Segundo os promotores, de 2020 a 2021, Canò se aproveitou da doença da ex de Gucci e, “por meio de uma série de comportamentos cada vez mais intrusivos, foi eliminando suas relações sociais”, convencendo-a de que era “necessário fazer guerra com as próprias filhas, Allegra e Alessandra, para poder administrar a renda vitalícia obtida”.
Desta forma, foi morar na casa de Reggiani e começou a administrar a renda e os empregados, “atendendo o telefone ou e-mails em seu lugar, gravando conversas secretamente, preparando roteiros para ela ler em reuniões com o juiz tutelar”.
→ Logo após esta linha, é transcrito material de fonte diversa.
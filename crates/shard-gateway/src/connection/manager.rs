//! Shard manager
//!
//! Owns every shard of a process using DashMap for thread-safe access. Shards share one
//! outbound queue registry and one event bus.

use dashmap::DashMap;
use shard_core::{ShardInfo, ShardState};
use std::ops::RangeInclusive;
use std::sync::Arc;

use super::{HandshakeGate, ShardConfig, ShardConnection, ShardHandle};
use crate::error::{GatewayError, GatewayResult};
use crate::events::{EventBus, ShardEvent};
use crate::queue::QueueRegistry;

/// Manages the shards of one process
pub struct ShardManager {
    config: Arc<ShardConfig>,
    gate: Arc<dyn HandshakeGate>,
    shard_count: u32,

    /// Outbound frame queues keyed by shard id
    queues: Arc<QueueRegistry<u32>>,

    /// Running shards by id
    shards: Arc<DashMap<u32, ShardHandle>>,

    events: EventBus<ShardEvent>,
}

impl ShardManager {
    /// Create a manager for a deployment of `shard_count` shards
    pub fn new(config: ShardConfig, gate: Arc<dyn HandshakeGate>, shard_count: u32) -> Self {
        let shards: Arc<DashMap<u32, ShardHandle>> = Arc::new(DashMap::new());

        // A handshaking shard's queue must survive idle expiry. Weak, so dropping the
        // manager drops the handles and lets runners see their command channel close.
        let handshaking = Arc::downgrade(&shards);
        let queues = QueueRegistry::with_keep_alive(config.queue_expire, move |shard_id: &u32| {
            handshaking.upgrade().is_some_and(|shards| {
                shards
                    .get(shard_id)
                    .is_some_and(|handle| handle.state().is_handshaking())
            })
        });

        Self {
            config: Arc::new(config),
            gate,
            shard_count,
            queues,
            shards,
            events: EventBus::new(),
        }
    }

    /// Start a shard; an already running shard is returned as-is
    pub fn spawn(&self, shard_id: u32) -> GatewayResult<ShardHandle> {
        let shard = ShardInfo::new(shard_id, self.shard_count)?;

        if let Some(existing) = self.shards.get(&shard_id) {
            if existing.is_running() {
                return Ok(existing.clone());
            }
        }

        let handle = ShardConnection::new(
            shard,
            Arc::clone(&self.config),
            Arc::clone(&self.gate),
            Arc::clone(&self.queues),
            self.events.clone(),
        )
        .spawn();
        self.shards.insert(shard_id, handle.clone());

        tracing::debug!(shard_id, shard_count = self.shard_count, "Shard spawned");

        Ok(handle)
    }

    /// Start every shard in `ids`
    pub fn spawn_range(&self, ids: RangeInclusive<u32>) -> GatewayResult<Vec<ShardHandle>> {
        ids.map(|shard_id| self.spawn(shard_id)).collect()
    }

    /// Get a shard by id
    pub fn get(&self, shard_id: u32) -> Option<ShardHandle> {
        self.shards.get(&shard_id).map(|r| r.clone())
    }

    /// Get a shard or fail with [`GatewayError::UnknownShard`]
    pub fn require(&self, shard_id: u32) -> GatewayResult<ShardHandle> {
        self.get(shard_id).ok_or(GatewayError::UnknownShard(shard_id))
    }

    pub fn contains(&self, shard_id: u32) -> bool {
        self.shards.contains_key(&shard_id)
    }

    /// Managed shard ids, ascending
    pub fn ids(&self) -> Vec<u32> {
        let mut ids: Vec<u32> = self.shards.iter().map(|r| *r.key()).collect();
        ids.sort_unstable();
        ids
    }

    /// Current state of every shard, ascending by id
    pub fn states(&self) -> Vec<(u32, ShardState)> {
        let mut states: Vec<(u32, ShardState)> = self
            .shards
            .iter()
            .map(|r| (*r.key(), r.value().state()))
            .collect();
        states.sort_unstable_by_key(|(id, _)| *id);
        states
    }

    /// Kill and forget one shard
    pub fn remove(&self, shard_id: u32) -> Option<ShardHandle> {
        let (_, handle) = self.shards.remove(&shard_id)?;
        let _ = handle.kill();
        tracing::debug!(shard_id, "Shard removed");
        Some(handle)
    }

    /// Kill every shard
    pub fn kill_all(&self) {
        for entry in self.shards.iter() {
            let _ = entry.value().kill();
        }
        tracing::info!(count = self.shards.len(), "All shards killed");
    }

    /// Subscribe to events from every shard
    pub fn events(&self) -> &EventBus<ShardEvent> {
        &self.events
    }

    pub fn shard_count(&self) -> u32 {
        self.shard_count
    }

    pub fn len(&self) -> usize {
        self.shards.len()
    }

    pub fn is_empty(&self) -> bool {
        self.shards.is_empty()
    }
}

#[cfg(test)]
mod tests {
    use super::*;
    use crate::connection::{ImmediateGate, SessionConfig};

    fn manager(shard_count: u32) -> ShardManager {
        // Port 9 is discard; connects fail and shards sit in backoff
        let config = ShardConfig::new("ws://127.0.0.1:9", SessionConfig::new("token", 0));
        ShardManager::new(config, Arc::new(ImmediateGate), shard_count)
    }

    #[tokio::test]
    async fn test_spawn_rejects_out_of_range() {
        let manager = manager(2);
        assert!(matches!(manager.spawn(2), Err(GatewayError::Layout(_))));
        assert!(manager.is_empty());
    }

    #[tokio::test]
    async fn test_spawn_range_and_lookup() {
        let manager = manager(4);
        let handles = manager.spawn_range(1..=3).unwrap();

        assert_eq!(handles.len(), 3);
        assert_eq!(manager.ids(), vec![1, 2, 3]);
        assert!(manager.contains(2));
        assert!(!manager.contains(0));
        assert!(matches!(manager.require(0), Err(GatewayError::UnknownShard(0))));
        assert_eq!(manager.get(3).unwrap().shard().count(), 4);

        manager.kill_all();
    }

    #[tokio::test]
    async fn test_spawn_twice_returns_running_shard() {
        let manager = manager(1);
        let first = manager.spawn(0).unwrap();
        let second = manager.spawn(0).unwrap();

        assert_eq!(first.id(), second.id());
        assert_eq!(manager.len(), 1);
        manager.kill_all();
    }

    #[tokio::test]
    async fn test_killed_shard_stops() {
        let manager = manager(1);
        let mut events = manager.events().subscribe();
        let handle = manager.spawn(0).unwrap();

        handle.kill().unwrap();
        loop {
            if let ShardEvent::Stopped { shard_id, .. } = events.recv().await.unwrap() {
                assert_eq!(shard_id, 0);
                break;
            }
        }
        assert_eq!(handle.state(), ShardState::Disconnected);
    }
}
No verão de 2021, um tribunal emitiu uma ordem de proteção para Reggiani e ordenou que Canò, demitida por um novo administrador, Mauro Accolla, se afastasse da luxuosa casa da herdeira e não se aproximasse mais dos locais frequentados por ela.
Uma busca feita pelas autoridades italianas na mansão encontrou “câmeras, gravadores, microfones destinados ao monitoramento de ambientes e gravações”, que eram usadas pela então assistente.
Reggiani foi condenada a 26 anos de prisão por encomendar a morte de um dos herdeiros da grife italiana Gucci, com quem se relacionou por 15 anos. Em fevereiro de 2017, um tribunal de Milão concedeu a liberdade total a ela após ser exonerada de cumprir os seus últimos três anos em condicional. (ANSA).